Bilindiği üzere 6098 Sayılı Türk Borçlar Kanunu’nun 246. maddesi aracılığı ile aynı yasanın 235/3. maddesi hükmü uyarınca bedel ödenmediği takdirde akdi feshedip iptal ve tescil istenebilmesi bakımından bu hususta ihtirazi kayıt dermeyanında bulunulması ve buna akitte yer verilmesi gerekir. Oysa resmi akitte bu hususa yer verilmemiştir. Öyleyse bedel ödenmedi diye açılan iptal-tescil davasının dinlenmesine olanak yoktur. Kaldı ki, resmi akitte sonra ödenmesi öngörülen satış bedeline ilişkin meblağ üzerinden kanuni ipotek tesis edildiğine göre, evvelemirde ipoteğin temin ettiği yasal yollara müracaat ederek bakiye bedelin tahsili olanaklıdır.
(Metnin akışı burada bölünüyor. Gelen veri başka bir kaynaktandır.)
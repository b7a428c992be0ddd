// SPDX-License-Identifier: MIT OR Apache-2.0

//! The Internet Control Message Protocol (ICMP), RFC 792.
//!
//! ## Packet Layout
//! ```txt
//!    .    Octet 0    .    Octet 1    .    Octet 2    .    Octet 3    .
//!    |0 1 2 3 4 5 6 7|0 1 2 3 4 5 6 7|0 1 2 3 4 5 6 7|0 1 2 3 4 5 6 7|
//!    +-+-+-+-+-+-+-+-+-+-+-+-+-+-+-+-+-+-+-+-+-+-+-+-+-+-+-+-+-+-+-+-+
//!  0 |      Type     |      Code     |            Checksum           |
//!    +-+-+-+-+-+-+-+-+-+-+-+-+-+-+-+-+-+-+-+-+-+-+-+-+-+-+-+-+-+-+-+-+
//!  4 |                         Rest of Header                        |
//!    +-+-+-+-+-+-+-+-+-+-+-+-+-+-+-+-+-+-+-+-+-+-+-+-+-+-+-+-+-+-+-+-+
//!  8 Z                            Payload                            Z
//!    +-+-+-+-+-+-+-+-+-+-+-+-+-+-+-+-+-+-+-+-+-+-+-+-+-+-+-+-+-+-+-+-+
//! ```
//!
//! The checksum covers the whole ICMP message; no pseudo-header is
//! involved. For error messages such as destination-unreachable, the
//! payload carries the offending datagram's IP header plus its first 8
//! payload bytes, kept as opaque bytes here.

use crate::error::*;
use crate::layers::ip::Ipv4Protocol;
use crate::layers::{Raw, RawRef};
use crate::utils;

use super::dev_traits::*;
use super::traits::*;

pub const ICMP_TYPE_ECHO_REPLY: u8 = 0;
pub const ICMP_TYPE_DESTINATION_UNREACHABLE: u8 = 3;
pub const ICMP_TYPE_ECHO_REQUEST: u8 = 8;
pub const ICMP_TYPE_TIME_EXCEEDED: u8 = 11;

/// The destination-unreachable code points of RFC 792 (and later
/// additions).
#[derive(Copy, Clone, Debug, PartialEq, Eq)]
pub enum IcmpUnreachableCode {
    NetUnreachable,
    HostUnreachable,
    ProtocolUnreachable,
    PortUnreachable,
    FragmentationNeeded,
    SourceRouteFailed,
    Unknown(u8),
}

impl IcmpUnreachableCode {
    #[inline]
    pub fn number(self) -> u8 {
        match self {
            IcmpUnreachableCode::NetUnreachable => 0,
            IcmpUnreachableCode::HostUnreachable => 1,
            IcmpUnreachableCode::ProtocolUnreachable => 2,
            IcmpUnreachableCode::PortUnreachable => 3,
            IcmpUnreachableCode::FragmentationNeeded => 4,
            IcmpUnreachableCode::SourceRouteFailed => 5,
            IcmpUnreachableCode::Unknown(raw) => raw,
        }
    }
}

impl From<u8> for IcmpUnreachableCode {
    #[inline]
    fn from(value: u8) -> Self {
        match value {
            0 => IcmpUnreachableCode::NetUnreachable,
            1 => IcmpUnreachableCode::HostUnreachable,
            2 => IcmpUnreachableCode::ProtocolUnreachable,
            3 => IcmpUnreachableCode::PortUnreachable,
            4 => IcmpUnreachableCode::FragmentationNeeded,
            5 => IcmpUnreachableCode::SourceRouteFailed,
            raw => IcmpUnreachableCode::Unknown(raw),
        }
    }
}

/// An ICMP message.
#[derive(Clone, Debug)]
pub struct Icmp {
    icmp_type: u8,
    code: u8,
    chksum: Option<u16>,
    rest_of_header: u32,
    payload: Option<Box<dyn LayerObject>>,
}

impl Icmp {
    /// Creates a message of the given type and code, with the checksum
    /// computed at build time.
    pub fn new(icmp_type: u8, code: u8) -> Self {
        Icmp {
            icmp_type,
            code,
            chksum: None,
            rest_of_header: 0,
            payload: None,
        }
    }

    /// Creates a destination-unreachable message. The payload should be
    /// the offending datagram's IP header plus its first 8 payload bytes.
    pub fn destination_unreachable(code: IcmpUnreachableCode) -> Self {
        Icmp::new(ICMP_TYPE_DESTINATION_UNREACHABLE, code.number())
    }

    #[inline]
    pub fn icmp_type(&self) -> u8 {
        self.icmp_type
    }

    #[inline]
    pub fn code(&self) -> u8 {
        self.code
    }

    /// The checksum explicitly assigned to the message, or `None` if it
    /// is computed at serialization time.
    #[inline]
    pub fn chksum(&self) -> Option<u16> {
        self.chksum
    }

    #[inline]
    pub fn set_chksum(&mut self, chksum: Option<u16>) {
        self.chksum = chksum;
    }

    /// The second 32-bit word of the header, whose meaning depends on the
    /// message type (unused for destination-unreachable).
    #[inline]
    pub fn rest_of_header(&self) -> u32 {
        self.rest_of_header
    }

    #[inline]
    pub fn set_rest_of_header(&mut self, rest_of_header: u32) {
        self.rest_of_header = rest_of_header;
    }
}

layer_identity!(Icmp, IcmpRef, "Icmp");

impl PartialEq for Icmp {
    fn eq(&self, other: &Self) -> bool {
        self.icmp_type == other.icmp_type
            && self.code == other.code
            && self.chksum == other.chksum
            && self.rest_of_header == other.rest_of_header
            && match (&self.payload, &other.payload) {
                (None, None) => true,
                (Some(a), Some(b)) => a.compare(b.as_ref()),
                _ => false,
            }
    }
}

impl LayerLength for Icmp {
    #[inline]
    fn len(&self) -> usize {
        8 + self.payload.as_ref().map(|p| p.len()).unwrap_or(0)
    }
}

impl LayerObject for Icmp {
    #[inline]
    fn layer_name(&self) -> &'static str {
        Self::name()
    }

    #[inline]
    fn ip_payload_protocol(&self) -> Option<Ipv4Protocol> {
        Some(Ipv4Protocol::Icmp)
    }

    #[inline]
    fn can_add_payload_default(&self, payload: &dyn LayerObject) -> bool {
        // Error payloads are opaque captured bytes, never structured layers.
        payload.as_any().downcast_ref::<Raw>().is_some()
    }

    #[inline]
    fn payload(&self) -> Option<&dyn LayerObject> {
        self.payload.as_deref()
    }

    #[inline]
    fn payload_mut(&mut self) -> Option<&mut dyn LayerObject> {
        self.payload.as_deref_mut()
    }

    #[inline]
    fn set_payload_unchecked(&mut self, payload: Box<dyn LayerObject>) {
        self.payload = Some(payload);
    }

    #[inline]
    fn remove_payload(&mut self) -> Option<Box<dyn LayerObject>> {
        self.payload.take()
    }

    #[inline]
    fn to_boxed_layer(&self) -> Box<dyn LayerObject> {
        Box::new(self.clone())
    }

    #[inline]
    fn compare(&self, other: &dyn LayerObject) -> bool {
        other.as_any().downcast_ref::<Self>().is_some_and(|o| self == o)
    }
}

impl Layer for Icmp {}

impl ToBytes for Icmp {
    fn to_bytes_checksummed(
        &self,
        bytes: &mut Vec<u8>,
        _prev: Option<(LayerId, usize)>,
    ) -> Result<(), SerializationError> {
        let start = bytes.len();
        bytes.push(self.icmp_type);
        bytes.push(self.code);
        bytes.extend(self.chksum.unwrap_or(0).to_be_bytes());
        bytes.extend(self.rest_of_header.to_be_bytes());
        match self.payload.as_ref() {
            None => (),
            Some(p) => p.to_bytes_checksummed(bytes, Some((Self::layer_id(), start)))?,
        }

        if self.chksum.is_none() {
            let chksum = !utils::ones_complement_16bit(&bytes[start..]);
            bytes[start + 2..start + 4].copy_from_slice(&chksum.to_be_bytes());
        }

        Ok(())
    }
}

impl FromBytesCurrent for Icmp {
    fn from_bytes_current_layer_unchecked(bytes: &[u8]) -> Self {
        let icmp = IcmpRef::from_bytes_unchecked(bytes);
        Icmp {
            icmp_type: icmp.icmp_type(),
            code: icmp.code(),
            chksum: None,
            rest_of_header: icmp.rest_of_header(),
            payload: None,
        }
    }

    fn payload_from_bytes_unchecked_default(&mut self, bytes: &[u8]) {
        self.payload = match bytes.get(8..) {
            None | Some([]) => None,
            Some(payload) => Some(Box::new(Raw::from_bytes_unchecked(payload))),
        };
    }
}

/// A view of an ICMP message.
#[derive(Clone, Copy, Debug)]
pub struct IcmpRef<'a> {
    data: &'a [u8],
}

impl<'a> IcmpRef<'a> {
    #[inline]
    pub fn icmp_type(&self) -> u8 {
        *self
            .data
            .first()
            .expect("insufficient bytes in Icmp layer to retrieve Type field")
    }

    #[inline]
    pub fn code(&self) -> u8 {
        *self
            .data
            .get(1)
            .expect("insufficient bytes in Icmp layer to retrieve Code field")
    }

    #[inline]
    pub fn chksum(&self) -> u16 {
        u16::from_be_bytes(
            utils::to_array(self.data, 2)
                .expect("insufficient bytes in Icmp layer to retrieve Checksum field"),
        )
    }

    #[inline]
    pub fn rest_of_header(&self) -> u32 {
        u32::from_be_bytes(
            utils::to_array(self.data, 4)
                .expect("insufficient bytes in Icmp layer to retrieve Rest of Header field"),
        )
    }

    /// The destination-unreachable code, when the message is one.
    #[inline]
    pub fn unreachable_code(&self) -> Option<IcmpUnreachableCode> {
        (self.icmp_type() == ICMP_TYPE_DESTINATION_UNREACHABLE)
            .then(|| IcmpUnreachableCode::from(self.code()))
    }

    /// Whether the message checksum matches its contents.
    #[inline]
    pub fn is_checksum_correct(&self) -> bool {
        self.data.len() >= 8 && utils::ones_complement_16bit(self.data) == 0xFFFF
    }

    /// The message body after the 8-byte header, or `None` if truncated.
    #[inline]
    pub fn payload(&self) -> Option<&'a [u8]> {
        self.data.get(8..)
    }
}

impl<'a> FromBytesRef<'a> for IcmpRef<'a> {
    #[inline]
    fn from_bytes_unchecked(bytes: &'a [u8]) -> Self {
        IcmpRef { data: bytes }
    }
}

impl LayerOffset for IcmpRef<'_> {
    fn payload_byte_index_default(bytes: &[u8], layer_type: LayerId) -> Option<usize> {
        if layer_type == RawRef::layer_id() && bytes.len() >= 8 {
            Some(8)
        } else {
            None
        }
    }
}

impl Validate for IcmpRef<'_> {
    fn validate_current_layer(curr_layer: &[u8]) -> Result<(), ValidationError> {
        if curr_layer.len() < 8 {
            return Err(ValidationError {
                layer: Icmp::name(),
                class: ValidationErrorClass::InsufficientBytes,
                reason: "insufficient bytes in Icmp header (8 bytes required)",
            });
        }

        if utils::ones_complement_16bit(curr_layer) != 0xFFFF {
            return Err(ValidationError {
                layer: Icmp::name(),
                class: ValidationErrorClass::InvalidValue,
                reason: "incorrect checksum in Icmp message",
            });
        }

        Ok(())
    }

    #[inline]
    fn validate_payload_default(_curr_layer: &[u8]) -> Result<(), ValidationError> {
        Ok(())
    }
}

impl ToLayer for IcmpRef<'_> {
    type Owned = Icmp;

    #[inline]
    fn to_layer(&self) -> Icmp {
        Icmp::from_bytes_unchecked(self.data)
    }
}

#[cfg(test)]
mod tests {
    use super::*;

    #[test]
    fn destination_unreachable_round_trip() {
        let mut icmp = Icmp::destination_unreachable(IcmpUnreachableCode::PortUnreachable);
        icmp.set_payload_unchecked(Box::new(Raw::new(vec![0x45, 0, 0, 0x1C])));
        let bytes = icmp.to_bytes().unwrap();

        let parsed = IcmpRef::from_bytes_unchecked(&bytes);
        assert!(parsed.is_checksum_correct());
        assert_eq!(
            parsed.unreachable_code(),
            Some(IcmpUnreachableCode::PortUnreachable)
        );
        assert!(IcmpRef::validate(&bytes).is_ok());
    }

    #[test]
    fn corrupted_message_fails_checksum() {
        let icmp = Icmp::destination_unreachable(IcmpUnreachableCode::HostUnreachable);
        let mut bytes = icmp.to_bytes().unwrap();
        bytes[5] ^= 0xFF;
        assert!(!IcmpRef::from_bytes_unchecked(&bytes).is_checksum_correct());
        assert!(IcmpRef::validate(&bytes).is_err());
    }
}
Yukarıda ayrıntılı bir biçimde arz ettiğimiz üzere, davacının tapu iptalini ve adına tescilini talep etme hakkı bulunmamaktadır.
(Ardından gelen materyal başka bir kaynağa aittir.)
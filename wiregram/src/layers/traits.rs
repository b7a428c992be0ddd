// SPDX-License-Identifier: MIT OR Apache-2.0

//! Traits used to provide layer functionality.
//!
//! Every protocol is represented twice: an owned *layer* type holding
//! intended field values (the write side, used to build packets) and a
//! `*Ref` view type interpreting a byte slice in place (the read side,
//! produced by parsing). [`LayerObject`]/[`Layer`] cover the former,
//! [`LayerRef`] the latter, and [`ToLayer`]/[`FromBytes`] convert between
//! the two.

use core::fmt;

use crate::addr::MacAddress;
use crate::error::*;
use crate::layers::ip::Ipv4Protocol;
use crate::layers::l2::EtherType;
use crate::packet::DataLinkKind;

use super::dev_traits::*;

/// A trait for retrieving the current length (in bytes) of a protocol
/// layer and its payload.
pub trait LayerLength {
    /// The length (in bytes) of the layer, including its entire payload.
    fn len(&self) -> usize;
}

/// A trait for serializing an owned layer into its binary representation.
pub trait ToBytes {
    /// Appends the layer's byte representation to the given byte vector,
    /// computing any checksum fields that were left unset.
    ///
    /// `prev` carries the [`LayerId`] and starting byte index of the layer
    /// enclosing this one, so that transport checksums can reach back into
    /// the already-written IP pseudo-header. The layer writes its own
    /// header, recurses into its payload, and then patches any of its own
    /// fields that depend on the fully-written payload.
    fn to_bytes_checksummed(
        &self,
        bytes: &mut Vec<u8>,
        prev: Option<(LayerId, usize)>,
    ) -> Result<(), SerializationError>;

    /// Serializes the given layer into bytes stored in a vector.
    #[inline]
    fn to_bytes(&self) -> Result<Vec<u8>, SerializationError> {
        let mut bytes = Vec::new();
        self.to_bytes_checksummed(&mut bytes, None)?;
        Ok(bytes)
    }
}

/// An object-safe trait covering every owned layer type.
pub trait LayerObject: AsAny + fmt::Debug + LayerLength + ToBytes {
    /// The name of the layer, identical to [`LayerName::name()`] of the
    /// concrete type.
    fn layer_name(&self) -> &'static str;

    /// The data-link kind this layer provides when it opens a packet, or
    /// `None` if the layer cannot be the first layer of a packet.
    #[inline]
    fn data_link(&self) -> Option<DataLinkKind> {
        None
    }

    /// The EtherType an enclosing Ethernet layer should carry for this
    /// payload, if this layer can sit directly above Ethernet.
    #[inline]
    fn ether_payload_type(&self) -> Option<EtherType> {
        None
    }

    /// The destination an enclosing Ethernet layer defaults to when its
    /// own destination was left unset.
    #[inline]
    fn default_ether_destination(&self) -> Option<MacAddress> {
        None
    }

    /// The protocol number an enclosing IPv4/IPv6 layer should carry for
    /// this payload, if this layer can sit directly above IP.
    #[inline]
    fn ip_payload_protocol(&self) -> Option<Ipv4Protocol> {
        None
    }

    /// Determines whether `payload` can be used as a payload for the layer.
    fn can_add_payload_default(&self, payload: &dyn LayerObject) -> bool;

    /// Returns the current layer's payload, or `None` if the layer has no
    /// payload.
    fn payload(&self) -> Option<&dyn LayerObject>;

    /// Returns a mutable reference to the current layer's payload, or
    /// `None` if the layer has no payload.
    fn payload_mut(&mut self) -> Option<&mut dyn LayerObject>;

    /// Sets the payload of the current layer without checking the payload
    /// type's compatibility.
    fn set_payload_unchecked(&mut self, payload: Box<dyn LayerObject>);

    /// Indicates whether the current layer has a payload.
    #[inline]
    fn has_payload(&self) -> bool {
        self.payload().is_some()
    }

    /// Removes the layer's payload, returning `None` if the layer has no
    /// stored payload.
    fn remove_payload(&mut self) -> Option<Box<dyn LayerObject>>;

    /// Clone the given instance into a [`Box`]ed `dyn LayerObject`.
    fn to_boxed_layer(&self) -> Box<dyn LayerObject>;

    /// Value equality across `dyn LayerObject` instances: true iff `other`
    /// is the same concrete layer type with equal fields and an equal
    /// payload chain.
    fn compare(&self, other: &dyn LayerObject) -> bool;

    /// Sets the payload of the current layer, returning an error if the
    /// payload type is incompatible with the current layer.
    fn add_payload(&mut self, payload: Box<dyn LayerObject>) -> Result<(), ValidationError> {
        if !self.can_add_payload_default(payload.as_ref()) {
            return Err(ValidationError {
                layer: self.layer_name(),
                class: ValidationErrorClass::InvalidPayloadLayer,
                reason: "requested payload layer type incompatible with the current layer",
            });
        }
        self.set_payload_unchecked(payload);
        Ok(())
    }
}

impl Clone for Box<dyn LayerObject> {
    #[inline]
    fn clone(&self) -> Self {
        self.to_boxed_layer()
    }
}

fn find_layer<'a, T: LayerObject>(mut layer: &'a dyn LayerObject) -> Option<&'a T> {
    loop {
        if let Some(found) = layer.as_any().downcast_ref::<T>() {
            return Some(found);
        }
        layer = layer.payload()?;
    }
}

// Check-then-get keeps the borrow checker happy until Polonius lands; the
// shared-borrow probe ends before the mutable downcast begins.
fn find_layer_mut<'a, T: LayerObject>(layer: &'a mut dyn LayerObject) -> Option<&'a mut T> {
    if AsAny::as_any(layer).downcast_ref::<T>().is_some() {
        return AsAny::as_any_mut(layer).downcast_mut::<T>();
    }
    find_layer_mut(layer.payload_mut()?)
}

/// Represents a distinct protocol layer that may encapsulate data and/or
/// other layers.
///
/// This is the owned layer variant: all of its internal types are owned by
/// the layer, individual data fields can be modified in a type-safe
/// manner, and a packet comprising several distinct layers can be crafted
/// by chaining layers through [`Layer::append_layer`] or
/// [`crate::packet::PacketBuilder`].
pub trait Layer: LayerObject + LayerName + Sized {
    /// Retrieves a reference to the first layer of type `T` in the chain,
    /// starting with (and including) the base layer.
    #[inline]
    fn get_layer<T: LayerObject>(&self) -> Option<&T> {
        find_layer(self as &dyn LayerObject)
    }

    /// Retrieves a mutable reference to the first layer of type `T` in the
    /// chain, starting with (and including) the base layer.
    #[inline]
    fn get_layer_mut<T: LayerObject>(&mut self) -> Option<&mut T> {
        find_layer_mut(self as &mut dyn LayerObject)
    }

    /// Appends the given layer to the innermost layer of the existing
    /// chain, returning an error if the innermost layer does not permit
    /// `other` as a payload.
    fn append_layer<T: LayerObject>(&mut self, other: T) -> Result<(), ValidationError> {
        let mut curr: &mut dyn LayerObject = self;
        while curr.has_payload() {
            curr = curr.payload_mut().unwrap();
        }
        curr.add_payload(Box::new(other))
    }
}

/// A trait for validating a byte slice against the expected structure of a
/// layer type.
pub trait Validate: Sized {
    /// Checks that `bytes` represents a valid serialization of the layer
    /// type and its payload.
    ///
    /// Validation errors are returned in a fixed order so that the caller
    /// may still inspect the contents of a partially-broken packet:
    ///
    /// 1. [`ValidationErrorClass::InsufficientBytes`] errors come first,
    ///    parent layer before sublayer. When returned, unchecked accessors
    ///    on the region may panic and `from_bytes_unchecked()` must not be
    ///    used.
    /// 2. [`ValidationErrorClass::InvalidValue`] errors follow, parent
    ///    before sublayer. The bytes can still be converted with
    ///    `from_bytes_unchecked()` without panicking.
    /// 3. [`ValidationErrorClass::ExcessBytes`] errors come last; the
    ///    packet is sound apart from trailing bytes.
    fn validate(bytes: &[u8]) -> Result<(), ValidationError> {
        let curr_valid = Self::validate_current_layer(bytes);
        if let Err(e) = curr_valid {
            if e.class == ValidationErrorClass::InsufficientBytes {
                return curr_valid;
            }
        }

        let next_valid = Self::validate_payload_default(bytes);
        match (curr_valid, next_valid) {
            // Deeper InsufficientBytes errors outrank shallower value errors.
            (_, Err(e)) if e.class == ValidationErrorClass::InsufficientBytes => next_valid,
            (Err(e), _) if e.class == ValidationErrorClass::InvalidValue => curr_valid,
            (_, Err(e)) if e.class == ValidationErrorClass::InvalidValue => next_valid,
            // Trailing payload bytes keep their ExcessBytes class; the
            // enclosing framing (e.g. a padded Ethernet frame) decides
            // what they mean.
            (_, Err(_)) => next_valid,
            (Err(_), _) => curr_valid, // ValidationErrorClass::ExcessBytes(_)
            _ => Ok(()),
        }
    }

    /// Validates the given layer without validating any of its payload
    /// layers. Has the same error ordering properties as
    /// [`validate()`](Validate::validate).
    fn validate_current_layer(curr_layer: &[u8]) -> Result<(), ValidationError>;

    /// Validates the payload of the given layer without validating the
    /// layer itself. `curr_layer` includes the current layer's bytes.
    fn validate_payload_default(curr_layer: &[u8]) -> Result<(), ValidationError>;
}

/// A trait for converting a slice of bytes into an owned layer type.
pub trait FromBytes: Sized + Validate + FromBytesCurrent {
    /// Converts a slice of bytes into an owned layer, returning an error
    /// if the bytes would not form a valid layer.
    #[inline]
    fn from_bytes(bytes: &[u8]) -> Result<Self, ValidationError> {
        Self::validate(bytes)?;
        Ok(Self::from_bytes_unchecked(bytes))
    }

    /// Converts a slice of bytes into an owned layer, decoding the payload
    /// chain along the way.
    ///
    /// # Panics
    ///
    /// May panic if a prior `validate()` of the slice returned
    /// [`ValidationErrorClass::InsufficientBytes`].
    #[inline]
    fn from_bytes_unchecked(bytes: &[u8]) -> Self {
        let mut layer = Self::from_bytes_current_layer_unchecked(bytes);
        layer.payload_from_bytes_unchecked_default(bytes);
        layer
    }
}

impl<T: FromBytesCurrent> FromBytes for T {}

/// A trait for converting a slice of bytes into a `*Ref` view type.
pub trait FromBytesRef<'a>: Sized + Validate {
    /// Converts a slice of bytes into a view, returning an error if the
    /// bytes would not form a valid layer.
    #[inline]
    fn from_bytes(bytes: &'a [u8]) -> Result<Self, ValidationError> {
        Self::validate(bytes)?;
        Ok(Self::from_bytes_unchecked(bytes))
    }

    /// Converts a slice of bytes into a view over them.
    ///
    /// # Panics
    ///
    /// Field accessors on the resulting view may panic if a prior
    /// `validate()` of the slice returned
    /// [`ValidationErrorClass::InsufficientBytes`].
    fn from_bytes_unchecked(bytes: &'a [u8]) -> Self;
}

/// Represents an immutable view of a protocol layer over a byte slice.
///
/// This is the read-side layer variant: it references a byte slice without
/// owning it, and is best suited for efficiently retrieving individual
/// fields or payload data from a captured packet. A view converts into its
/// owned counterpart through [`ToLayer::to_layer`].
pub trait LayerRef<'a>:
    Sized + Copy + Into<&'a [u8]> + LayerName + LayerIdentifier + LayerOffset + FromBytesRef<'a>
{
    /// Retrieves a view of the first sublayer of type `T`, if such a
    /// sublayer exists. If `T` is the same layer type as the base view,
    /// the base view itself is returned.
    fn get_layer<T: LayerRef<'a>>(&self) -> Option<T> {
        let bytes: &'a [u8] = (*self).into();
        if T::layer_id() == Self::layer_id() {
            return Some(T::from_bytes_unchecked(bytes));
        }
        let idx = Self::payload_byte_index_default(bytes, T::layer_id())?;
        bytes.get(idx..).map(T::from_bytes_unchecked)
    }

    /// Retrieves a view of the first sublayer of type `T`.
    ///
    /// # Panics
    ///
    /// If no layer of the given type exists within the sublayers, this
    /// method will panic.
    #[inline]
    fn index_layer<T: LayerRef<'a>>(&self) -> T {
        self.get_layer().unwrap_or_else(|| {
            panic!(
                "layer {} not found in instance of {} when index_layer() called",
                T::name(),
                Self::name()
            )
        })
    }
}

/// A trait for creating an owned layer from a `*Ref` view of it.
///
/// This is the read-to-write conversion: the extracted layer round-trips,
/// i.e. building a packet from the extracted layer reproduces the fields
/// the view reported (auto-derived fields excepted).
pub trait ToLayer {
    type Owned: LayerObject;

    /// Creates a new owned layer out of the given layer view.
    fn to_layer(&self) -> Self::Owned;
}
Ayrıca, taraflar arasındaki harici satış sözleşmesini kabul etmemekle birlikte; harici satış sözleşmesinin 3. sayfasının “VII. Satıcıların Ön Alım Hakkı” başlığını taşıyan bölümünde alıcının belgede öngörülen koşulları yerine getirmediği takdirde , alıcının temlik edene (edenlere) ön alım hakkı teklif edeceği öngörülmüştür.
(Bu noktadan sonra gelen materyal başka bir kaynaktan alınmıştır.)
// SPDX-License-Identifier: MIT OR Apache-2.0

//! The Internet Group Management Protocol (IGMP), versions 1-3.
//!
//! All v1/v2 messages share the 8-byte layout below; the v3 membership
//! query extends it with querier fields and a source list, and the v3
//! membership report replaces it with a list of group records.
//!
//! ```txt
//!    .    Octet 0    .    Octet 1    .    Octet 2    .    Octet 3    .
//!    +-+-+-+-+-+-+-+-+-+-+-+-+-+-+-+-+-+-+-+-+-+-+-+-+-+-+-+-+-+-+-+-+
//!  0 |      Type     | Max Resp Time |            Checksum           |
//!    +-+-+-+-+-+-+-+-+-+-+-+-+-+-+-+-+-+-+-+-+-+-+-+-+-+-+-+-+-+-+-+-+
//!  4 |                         Group Address                         |
//!    +-+-+-+-+-+-+-+-+-+-+-+-+-+-+-+-+-+-+-+-+-+-+-+-+-+-+-+-+-+-+-+-+
//! ```

use crate::addr::Ipv4Address;
use crate::error::*;
use crate::layers::ip::Ipv4Protocol;
use crate::utils;

use super::dev_traits::*;
use super::traits::*;

pub const IGMP_TYPE_MEMBERSHIP_QUERY: u8 = 0x11;
pub const IGMP_TYPE_MEMBERSHIP_REPORT_V1: u8 = 0x12;
pub const IGMP_TYPE_MEMBERSHIP_REPORT_V2: u8 = 0x16;
pub const IGMP_TYPE_LEAVE_GROUP: u8 = 0x17;
pub const IGMP_TYPE_MEMBERSHIP_REPORT_V3: u8 = 0x22;

/// One group record of an IGMPv3 membership report.
#[derive(Clone, Debug, PartialEq)]
pub struct IgmpGroupRecord {
    pub record_type: u8,
    pub multicast_address: Ipv4Address,
    pub sources: Vec<Ipv4Address>,
    /// Auxiliary data trailing the record, in whole 32-bit words.
    pub aux_data: Vec<u8>,
}

impl IgmpGroupRecord {
    fn byte_len(&self) -> usize {
        8 + 4 * self.sources.len() + self.aux_data.len()
    }
}

/// The message variants of IGMP versions 1 through 3.
#[derive(Clone, Debug, PartialEq)]
pub enum IgmpMessage {
    /// v1/v2 membership query (v1 queries carry a zero response time).
    MembershipQuery {
        max_response_time: u8,
        group_address: Ipv4Address,
    },
    /// v1 membership report.
    MembershipReportV1 { group_address: Ipv4Address },
    /// v2 membership report.
    MembershipReportV2 { group_address: Ipv4Address },
    /// v2 leave group.
    LeaveGroup { group_address: Ipv4Address },
    /// v3 membership query, RFC 3376.
    MembershipQueryV3 {
        max_response_code: u8,
        group_address: Ipv4Address,
        suppress_router_processing: bool,
        robustness_variable: u8,
        query_interval_code: u8,
        sources: Vec<Ipv4Address>,
    },
    /// v3 membership report, RFC 3376.
    MembershipReportV3 { records: Vec<IgmpGroupRecord> },
}

/// An IGMP message.
#[derive(Clone, Debug, PartialEq)]
pub struct Igmp {
    message: IgmpMessage,
    chksum: Option<u16>,
}

impl Igmp {
    pub fn new(message: IgmpMessage) -> Self {
        Igmp {
            message,
            chksum: None,
        }
    }

    #[inline]
    pub fn message(&self) -> &IgmpMessage {
        &self.message
    }

    /// The checksum explicitly assigned to the message, or `None` if it
    /// is computed at serialization time.
    #[inline]
    pub fn chksum(&self) -> Option<u16> {
        self.chksum
    }

    #[inline]
    pub fn set_chksum(&mut self, chksum: Option<u16>) {
        self.chksum = chksum;
    }

    /// The wire type byte of the message.
    pub fn message_type(&self) -> u8 {
        match &self.message {
            IgmpMessage::MembershipQuery { .. } | IgmpMessage::MembershipQueryV3 { .. } => {
                IGMP_TYPE_MEMBERSHIP_QUERY
            }
            IgmpMessage::MembershipReportV1 { .. } => IGMP_TYPE_MEMBERSHIP_REPORT_V1,
            IgmpMessage::MembershipReportV2 { .. } => IGMP_TYPE_MEMBERSHIP_REPORT_V2,
            IgmpMessage::LeaveGroup { .. } => IGMP_TYPE_LEAVE_GROUP,
            IgmpMessage::MembershipReportV3 { .. } => IGMP_TYPE_MEMBERSHIP_REPORT_V3,
        }
    }
}

layer_identity!(Igmp, IgmpRef, "Igmp");

impl LayerLength for Igmp {
    fn len(&self) -> usize {
        match &self.message {
            IgmpMessage::MembershipQuery { .. }
            | IgmpMessage::MembershipReportV1 { .. }
            | IgmpMessage::MembershipReportV2 { .. }
            | IgmpMessage::LeaveGroup { .. } => 8,
            IgmpMessage::MembershipQueryV3 { sources, .. } => 12 + 4 * sources.len(),
            IgmpMessage::MembershipReportV3 { records } => {
                8 + records.iter().map(IgmpGroupRecord::byte_len).sum::<usize>()
            }
        }
    }
}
Bilindiği üzere ön alım hakkı, Türk Medeni Kanunu’nun 732 ve takip eden maddelerinde “şufa davası” olarak öngörülmete ve paylı mülkiyette bir paydaşın taşınmaz üzerindeki payını tamamen veya kısmen üçüncü kişiye satması halinde diğer paydaşlara (veya paydaşa) açacağı dava ile temlik edilen payı elde etmesini sağlayan haktır.
Oysa somut olayda, yasanın öngördüğü şekilde bir pay devri değil; paydaşların tümü tarafından taşınmazın tamamı, davalı müvekkile satılmış; müvekkil tam mülkiyet saahibi olmuştur.
Ne var ki, söz konusu harici sözleşmeyle vücuda getirilmesi kastedilen hak, Türk Medeni Kanunu’nun 736. maddesinde belirlenen alım (iştira) veya vefa (geri alım) hakkı ise, bunun da resmi olarak yapılması gerekeceği kuşkusuzdur.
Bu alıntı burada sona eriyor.